Von Konrad Lischka
Was macht ein Haustier den ganzen Tag lang? Und wie sieht es die Welt? Die Frage beschäftigt Hardware-Bastler weltweit. Der deutsche Ingenieur Jürgen Perthold hat im Sommer eine Mini-Katzen-Kamera gebastelt, seinem Kater Mister Lee umgehängt und ihn die Umgebung auf seinen Streifzügen fotografieren lassen. Die Cat-Cam-Fotos waren im Web so beliebt, dass Perthold inzwischen Bausätze und fertig gelötete Mini-Kameras verkauft.
Die Cat-Cam schießt automatisch jede Minute ein Foto - je nach Speicherkarte und Auflösung bis zu 48 Stunden lang. 45 Euro kostet eine fertige Kamera, 24 Euro ein Baussatz zum Selber-Löten. Da Perthold in den Vereinigten Staaten lebt, kommen für den Versand noch mal bis zu 16 Euro dazu. Weil Perthold mit dem Löten den Bestellungen nicht mehr hinterkommt, wird er fertige Kameras nicht mehr rechtzeitig vor Weihnachten verschicken können - als Alternative bietet er ein Geschenkzertifikat mit Fotos von Mr. Lee. Oder man kauft den Bastelsatz - für Hobby-Frickler vielleicht ohnehin das bessere Geschenk.
In Japan ist eine andere Tierkamera bereits in Serienfertigung: Der "Wonderful Shot" getaufte Fotoapparat des Spielzeug-Herstellers Takara Tomy.
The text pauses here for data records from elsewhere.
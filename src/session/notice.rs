//! User-visible notices.
//!
//! Sessions never render anything. They queue short messages that the UI
//! layer drains and shows however it likes.

use serde::{Deserialize, Serialize};

#[derive(Clone, Copy, Debug, PartialEq, Eq, Serialize, Deserialize)]
#[serde(rename_all = "snake_case")]
pub enum NoticeLevel {
    Info,
    Success,
    Warning,
    Error,
}

#[derive(Clone, Debug, PartialEq, Eq, Serialize, Deserialize)]
pub struct Notice {
    pub level: NoticeLevel,
    pub text: String,
}

/// Pending notices, oldest first.
#[derive(Clone, Debug, Default)]
pub struct Notices {
    pending: Vec<Notice>,
}

impl Notices {
    pub fn push(&mut self, level: NoticeLevel, text: impl Into<String>) {
        self.pending.push(Notice { level, text: text.into() });
    }

    pub fn info(&mut self, text: impl Into<String>) {
        self.push(NoticeLevel::Info, text);
    }

    pub fn success(&mut self, text: impl Into<String>) {
        self.push(NoticeLevel::Success, text);
    }

    pub fn warning(&mut self, text: impl Into<String>) {
        self.push(NoticeLevel::Warning, text);
    }

    pub fn error(&mut self, text: impl Into<String>) {
        self.push(NoticeLevel::Error, text);
    }

    pub fn drain(&mut self) -> Vec<Notice> {
        std::mem::take(&mut self.pending)
    }

    #[must_use]
    pub fn pending(&self) -> &[Notice] {
        &self.pending
    }
}

#[cfg(test)]
mod tests {
    use super::*;

    #[test]
    fn test_drain_empties_queue() {
        let mut notices = Notices::default();
        notices.info("a");
        notices.error("b");

        let drained = notices.drain();
        assert_eq!(drained.len(), 2);
        assert_eq!(drained[0], Notice { level: NoticeLevel::Info, text: "a".into() });
        assert_eq!(drained[1].level, NoticeLevel::Error);
        assert!(notices.pending().is_empty());
    }
}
Die 38 Gramm leichte Kamera kann man auch Katzen umhängen, obwohl sie etwas größer ist als Pertholds Cat-Cam. Allerdings gibt es die "Wonderful Shot"-Kamera nicht bei deutschen Händlern. Da hilft Sven Kilian: Der in Japan lebende Deutsche hat sich darauf spezialisiert, Technik-Wunderwerke aus Japan zu verschicken. Für etwas mehr als 65 Euro samt Versand verkauft er die Kamera in seinem Online-Shop und bei eBay - sieben Werktage soll die Lieferung aus Japan dauern.
In Sven Kilians Japan-Shop findet man noch andere einmalig kuriose Geschenke für Technik-Verrückte: Winzige Insekten-Helikopter, die man per Infrarot-Fernbedienung durch die Wohnung fliegen lassen kann und neue Tamagotchis, bei denen man für das Wohl einer ganzen Ameisenkolonie verantwortlich ist. Warum es das alles nicht in Deutschland gibt? Sven Kilian: "Viele japanische Firmen konzentrieren sich hauptsächlich auf den inländischen Markt - und die meisten japanischen Hersteller verlangen von deutschen Vertriebspartnern Abnahmemengen zwischen 10.000 und 24.000 Stück, welche sich natürlich niemand auf Lager legen möchte." Schade eigentlich.